El informe del IARAF destaca la **marcada concentración de recursos** en el Estado nacional frente a la limitada participación de provincias y municipios en la recaudación tributaria. Para 2026, se estima que la **recaudación consolidada** alcanzará un 26,6% del **Producto Bruto Interno (PBI)**, donde los impuestos administrados por la Nación dominan la mayor parte de los ingresos. El **IVA** se posiciona como el impuesto con mayor incidencia, aportando un 6,71% del PBI.

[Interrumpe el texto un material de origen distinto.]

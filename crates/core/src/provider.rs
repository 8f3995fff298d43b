use crate::error::ProviderError;
use crate::request::{FontRequest, FontStyle};
use crate::typeface::{FontFamilyResult, FontInfo, Typeface};

/// The external font backend.
///
/// Both calls may be slow (I/O or IPC bound) and are always invoked without
/// any loader lock held. Implementations report outcomes through their return
/// values; the loader classifies them into [`crate::LoadError`].
pub trait FontProvider: Send + Sync {
    /// Query the provider for the fonts of a family.
    fn fetch_fonts(&self, request: &FontRequest) -> Result<FontFamilyResult, ProviderError>;

    /// Materialize a typeface from fonts previously returned by `fetch_fonts`.
    /// `None` means the font data could not be read or parsed.
    fn create_typeface(&self, request: &FontRequest, fonts: &[FontInfo], style: FontStyle) -> Option<Typeface>;
}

Los aportes a la seguridad social y el impuesto a las ganancias también figuran entre los principales tributos, con incidencias de 5,12% y 4,86%, respectivamente. En comparación, la **Tasa de Seguridad e Higiene (TSH)** municipal solo contribuye con un 0,70% del PBI, y otros gravámenes municipales suman apenas un 0,50%. Esto evidencia que el sistema fiscal argentino ha mantenido una **estructura desigual** en la distribución de recursos, relegando a los municipios a un rol secundario.
La concentración tributaria es notable, ya que los seis principales tributos representan el 85% de la recaudación total. Este panorama plantea desafíos significativos para la **financiación municipal**, que depende en gran medida de ingresos mucho más limitados en comparación con los tributos nacionales.